//! Session state store
//!
//! `Store` is the single source of truth for one client session: the
//! recipe and user collections, the session user's liked/saved/followed
//! membership sets and the dark-mode flag. Every operation runs
//! synchronously to completion, so a read after a mutation always sees
//! the mutation.
//!
//! Operations that name a missing recipe or user fail with
//! [`NotFoundError`] and leave the state untouched. Creation and comment
//! input is validated here rather than trusted from the caller.
//!
//! # Example
//!
//! ```
//! use libforkful::seed::SeedData;
//! use libforkful::store::{Store, StoreSettings};
//!
//! # fn example() -> libforkful::Result<()> {
//! let mut store = Store::new(SeedData::builtin()?, StoreSettings::default())?;
//!
//! let state = store.toggle_like("r1")?;
//! assert!(state.liked);
//!
//! let results = store.search_recipes("pizza", &[]);
//! assert_eq!(results[0].id, "r1");
//! # Ok(())
//! # }
//! # example().unwrap();
//! ```

pub mod search;
pub mod shared;
pub mod views;

use serde::{Deserialize, Serialize};
use std::collections::HashSet;
use std::sync::Arc;

use uuid::Uuid;

use crate::clock::{Clock, SystemClock};
use crate::config::{Config, DEFAULT_PLACEHOLDER_IMAGE, DEFAULT_TRENDING_LIMIT};
use crate::error::{ForkfulError, NotFoundError, Result};
use crate::events::{EventBus, EventReceiver, StoreEvent};
use crate::seed::SeedData;
use crate::types::{Comment, Recipe, RecipeDraft, User};
use crate::validation;

use self::search::SearchQuery;

/// Store options that do not come from seed data
#[derive(Debug, Clone, PartialEq, Eq)]
pub struct StoreSettings {
    /// Session user; the first seed user when `None`
    pub current_user_id: Option<String>,
    /// Image for recipes created without one
    pub placeholder_image: String,
    /// Size of the trending view
    pub trending_limit: usize,
}

impl Default for StoreSettings {
    fn default() -> Self {
        Self {
            current_user_id: None,
            placeholder_image: DEFAULT_PLACEHOLDER_IMAGE.to_string(),
            trending_limit: DEFAULT_TRENDING_LIMIT,
        }
    }
}

impl From<&Config> for StoreSettings {
    fn from(config: &Config) -> Self {
        Self {
            current_user_id: config.session.user_id.clone(),
            placeholder_image: config.defaults.placeholder_image.clone(),
            trending_limit: config.defaults.trending_limit,
        }
    }
}

/// Result of a like toggle
#[derive(Debug, Clone, Copy, PartialEq, Eq, Serialize, Deserialize)]
pub struct LikeState {
    pub liked: bool,
    pub likes: u32,
}

/// Owned copy of everything a renderer reads
#[derive(Debug, Clone, PartialEq, Serialize, Deserialize)]
#[serde(rename_all = "camelCase")]
pub struct Snapshot {
    pub recipes: Vec<Recipe>,
    pub users: Vec<User>,
    pub current_user: User,
    pub liked_recipes: Vec<String>,
    pub saved_recipes: Vec<String>,
    pub followed_users: Vec<String>,
    pub dark_mode: bool,
}

pub struct Store {
    recipes: Vec<Recipe>,
    users: Vec<User>,
    /// Index of the session user in `users`
    current_user: usize,
    tags: Vec<String>,
    liked: HashSet<String>,
    saved: HashSet<String>,
    followed: HashSet<String>,
    dark_mode: bool,
    settings: StoreSettings,
    clock: Arc<dyn Clock>,
    events: EventBus,
}

impl Store {
    /// Build a store over validated seed data using the system clock
    ///
    /// # Errors
    ///
    /// Returns an error if the seed data fails validation or the
    /// configured session user is not a seed user.
    pub fn new(seed: SeedData, settings: StoreSettings) -> Result<Self> {
        Self::with_clock(seed, settings, Arc::new(SystemClock))
    }

    /// Build a store with an explicit date source
    pub fn with_clock(
        seed: SeedData,
        settings: StoreSettings,
        clock: Arc<dyn Clock>,
    ) -> Result<Self> {
        seed.validate()?;
        let tags = seed.known_tags();

        let current_user = match &settings.current_user_id {
            Some(id) => seed
                .users
                .iter()
                .position(|u| &u.id == id)
                .ok_or_else(|| NotFoundError::User(id.clone()))?,
            None => 0,
        };

        tracing::info!(
            users = seed.users.len(),
            recipes = seed.recipes.len(),
            session_user = %seed.users[current_user].id,
            "Store initialized"
        );

        Ok(Self {
            recipes: seed.recipes,
            users: seed.users,
            current_user,
            tags,
            liked: HashSet::new(),
            saved: HashSet::new(),
            followed: HashSet::new(),
            dark_mode: false,
            settings,
            clock,
            events: EventBus::default(),
        })
    }

    /// Build a store from configuration, loading the configured seed file
    /// or the bundled dataset
    pub fn from_config(config: &Config) -> Result<Self> {
        let seed = match config.seed_path() {
            Some(path) => SeedData::load_from_path(&path)?,
            None => SeedData::builtin()?,
        };
        Self::new(seed, StoreSettings::from(config))
    }

    /// Receive a `StoreEvent` for every successful mutation from now on
    pub fn subscribe(&self) -> EventReceiver {
        self.events.subscribe()
    }

    pub fn events(&self) -> &EventBus {
        &self.events
    }

    pub fn settings(&self) -> &StoreSettings {
        &self.settings
    }

    // === Reads ===

    /// Recipes in collection order (newly created first)
    pub fn recipes(&self) -> &[Recipe] {
        &self.recipes
    }

    pub fn users(&self) -> &[User] {
        &self.users
    }

    pub fn current_user(&self) -> &User {
        &self.users[self.current_user]
    }

    pub fn recipe(&self, recipe_id: &str) -> Option<&Recipe> {
        self.recipes.iter().find(|r| r.id == recipe_id)
    }

    pub fn user(&self, user_id: &str) -> Option<&User> {
        self.users.iter().find(|u| u.id == user_id)
    }

    /// Known tags, for filter chips and the creation form
    pub fn tags(&self) -> &[String] {
        &self.tags
    }

    pub fn is_liked(&self, recipe_id: &str) -> bool {
        self.liked.contains(recipe_id)
    }

    pub fn is_saved(&self, recipe_id: &str) -> bool {
        self.saved.contains(recipe_id)
    }

    pub fn is_following(&self, user_id: &str) -> bool {
        self.followed.contains(user_id)
    }

    pub fn liked_ids(&self) -> &HashSet<String> {
        &self.liked
    }

    pub fn saved_ids(&self) -> &HashSet<String> {
        &self.saved
    }

    pub fn followed_ids(&self) -> &HashSet<String> {
        &self.followed
    }

    pub fn dark_mode(&self) -> bool {
        self.dark_mode
    }

    /// Liked recipes in collection order
    pub fn liked_recipes(&self) -> Vec<&Recipe> {
        self.recipes.iter().filter(|r| self.is_liked(&r.id)).collect()
    }

    /// Saved recipes in collection order
    pub fn saved_recipes(&self) -> Vec<&Recipe> {
        self.recipes.iter().filter(|r| self.is_saved(&r.id)).collect()
    }

    /// Recipes written by `user_id`, in collection order
    pub fn recipes_by_author(&self, user_id: &str) -> Result<Vec<&Recipe>> {
        self.require_user(user_id)?;
        Ok(self
            .recipes
            .iter()
            .filter(|r| r.author_id == user_id)
            .collect())
    }

    /// Follower count as shown on a profile: the stored count plus the
    /// session user's follow
    pub fn displayed_followers(&self, user_id: &str) -> Result<u32> {
        let user = self.require_user(user_id)?;
        let own = u32::from(self.is_following(user_id));
        Ok(user.followers.saturating_add(own))
    }

    /// Recipes matching `query` and any of `tags`, in collection order
    pub fn search_recipes(&self, query: &str, tags: &[String]) -> Vec<&Recipe> {
        self.search(&SearchQuery::new(query, tags.to_vec()))
    }

    pub fn search(&self, query: &SearchQuery) -> Vec<&Recipe> {
        query.filter(&self.recipes)
    }

    /// Most-liked recipes, limited by the configured trending size
    pub fn trending(&self) -> Vec<&Recipe> {
        views::trending(&self.recipes, self.settings.trending_limit)
    }

    /// All recipes, newest first
    pub fn latest(&self) -> Vec<&Recipe> {
        views::latest(&self.recipes)
    }

    pub fn snapshot(&self) -> Snapshot {
        Snapshot {
            recipes: self.recipes.clone(),
            users: self.users.clone(),
            current_user: self.current_user().clone(),
            liked_recipes: sorted(&self.liked),
            saved_recipes: sorted(&self.saved),
            followed_users: sorted(&self.followed),
            dark_mode: self.dark_mode,
        }
    }

    // === Mutations ===

    /// Like or unlike a recipe for the session user
    ///
    /// The recipe's like counter moves with the membership change: +1 on
    /// like, -1 on unlike.
    ///
    /// # Errors
    ///
    /// `NotFound` if the recipe does not exist; neither the liked set nor
    /// any counter changes.
    pub fn toggle_like(&mut self, recipe_id: &str) -> Result<LikeState> {
        let index = self.recipe_index(recipe_id)?;
        let recipe = &mut self.recipes[index];

        let liked = if self.liked.remove(recipe_id) {
            recipe.likes = recipe.likes.saturating_sub(1);
            false
        } else {
            self.liked.insert(recipe_id.to_string());
            recipe.likes = recipe.likes.saturating_add(1);
            true
        };
        let likes = recipe.likes;

        tracing::debug!(recipe_id, liked, likes, "Toggled like");
        self.events.emit(StoreEvent::LikeToggled {
            recipe_id: recipe_id.to_string(),
            liked,
            likes,
        });

        Ok(LikeState { liked, likes })
    }

    /// Save or unsave a recipe; returns whether it is saved now
    pub fn toggle_save(&mut self, recipe_id: &str) -> Result<bool> {
        self.recipe_index(recipe_id)?;
        let saved = toggle(&mut self.saved, recipe_id);

        tracing::debug!(recipe_id, saved, "Toggled save");
        self.events.emit(StoreEvent::SaveToggled {
            recipe_id: recipe_id.to_string(),
            saved,
        });

        Ok(saved)
    }

    /// Follow or unfollow a user; returns whether the session user follows
    /// them now
    ///
    /// Stored follower counts are left alone; see
    /// [`Store::displayed_followers`].
    ///
    /// # Errors
    ///
    /// `NotFound` for an unknown user, `InvalidInput` for the session user.
    pub fn toggle_follow(&mut self, user_id: &str) -> Result<bool> {
        self.require_user(user_id)?;
        if user_id == self.current_user().id {
            tracing::warn!(user_id, "Rejected follow of session user");
            return Err(ForkfulError::InvalidInput(
                "You cannot follow yourself".to_string(),
            ));
        }

        let following = toggle(&mut self.followed, user_id);

        tracing::debug!(user_id, following, "Toggled follow");
        self.events.emit(StoreEvent::FollowToggled {
            user_id: user_id.to_string(),
            following,
        });

        Ok(following)
    }

    /// Append a comment by the session user to a recipe
    ///
    /// The text is trimmed. The comment carries the session user's
    /// identity and today's date from the store clock.
    ///
    /// # Errors
    ///
    /// `Validation` on field `text` if the text is blank, `NotFound` if
    /// the recipe does not exist. Nothing is appended in either case.
    pub fn add_comment(&mut self, recipe_id: &str, text: &str) -> Result<Comment> {
        let text = validation::validate_comment(text)?;
        let index = self.recipe_index(recipe_id)?;

        let comment = Comment::new(self.current_user(), text, self.clock.today());
        self.recipes[index].comments.push(comment.clone());

        tracing::debug!(recipe_id, comment_id = %comment.id, "Added comment");
        self.events.emit(StoreEvent::CommentAdded {
            recipe_id: recipe_id.to_string(),
            comment_id: comment.id.clone(),
        });

        Ok(comment)
    }

    /// Publish a new recipe by the session user
    ///
    /// The draft is validated first. On success the recipe gets a fresh
    /// id, the session user's identity, zero likes, no comments and
    /// today's date, and is placed at the front of the collection. Blank
    /// ingredient and instruction lines are dropped, a blank image falls
    /// back to the placeholder, and repeated tags are collapsed.
    ///
    /// # Errors
    ///
    /// `Validation` with one message per failing field; the collection is
    /// unchanged.
    pub fn add_recipe(&mut self, draft: RecipeDraft) -> Result<Recipe> {
        if let Err(errors) = validation::validate_draft(&draft) {
            tracing::warn!(%errors, "Rejected recipe draft");
            return Err(errors.into());
        }

        let image = draft
            .image
            .as_deref()
            .map(str::trim)
            .filter(|image| !image.is_empty())
            .map(str::to_string)
            .unwrap_or_else(|| self.settings.placeholder_image.clone());

        let author = self.current_user();
        let recipe = Recipe {
            id: Uuid::new_v4().to_string(),
            title: draft.title.trim().to_string(),
            description: draft.description.trim().to_string(),
            image,
            ingredients: draft.filled_ingredients(),
            instructions: draft.filled_instructions(),
            tags: dedup_tags(&draft.tags),
            author_id: author.id.clone(),
            author_name: author.name.clone(),
            author_avatar: author.avatar.clone(),
            likes: 0,
            comments: Vec::new(),
            cook_time: draft.cook_time.trim().to_string(),
            servings: draft.servings,
            created_at: self.clock.today(),
        };

        self.recipes.insert(0, recipe.clone());
        self.users[self.current_user].recipes.push(recipe.id.clone());

        tracing::debug!(recipe_id = %recipe.id, title = %recipe.title, "Created recipe");
        self.events.emit(StoreEvent::RecipeCreated {
            recipe_id: recipe.id.clone(),
        });

        Ok(recipe)
    }

    /// Flip the dark-mode flag; returns the new value
    pub fn toggle_dark_mode(&mut self) -> bool {
        self.dark_mode = !self.dark_mode;
        tracing::debug!(enabled = self.dark_mode, "Toggled dark mode");
        self.events.emit(StoreEvent::DarkModeToggled {
            enabled: self.dark_mode,
        });
        self.dark_mode
    }

    fn recipe_index(&self, recipe_id: &str) -> Result<usize> {
        self.recipes
            .iter()
            .position(|r| r.id == recipe_id)
            .ok_or_else(|| {
                tracing::warn!(recipe_id, "Unknown recipe");
                NotFoundError::Recipe(recipe_id.to_string()).into()
            })
    }

    fn require_user(&self, user_id: &str) -> Result<&User> {
        self.user(user_id).ok_or_else(|| {
            tracing::warn!(user_id, "Unknown user");
            NotFoundError::User(user_id.to_string()).into()
        })
    }
}

/// Flip membership of `id`; returns whether it is a member afterwards
fn toggle(set: &mut HashSet<String>, id: &str) -> bool {
    if set.remove(id) {
        false
    } else {
        set.insert(id.to_string());
        true
    }
}

fn dedup_tags(tags: &[String]) -> Vec<String> {
    let mut seen = HashSet::new();
    tags.iter()
        .map(|tag| tag.trim())
        .filter(|tag| !tag.is_empty() && seen.insert(tag.to_string()))
        .map(str::to_string)
        .collect()
}

fn sorted(set: &HashSet<String>) -> Vec<String> {
    let mut ids: Vec<String> = set.iter().cloned().collect();
    ids.sort();
    ids
}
■ ■ ■
> _Action item_: If a line above contains the word "find", list it.

> _Solution for this task_:
        self.recipes.iter().find(|r| r.id == recipe_id)
        self.users.iter().find(|u| u.id == user_id)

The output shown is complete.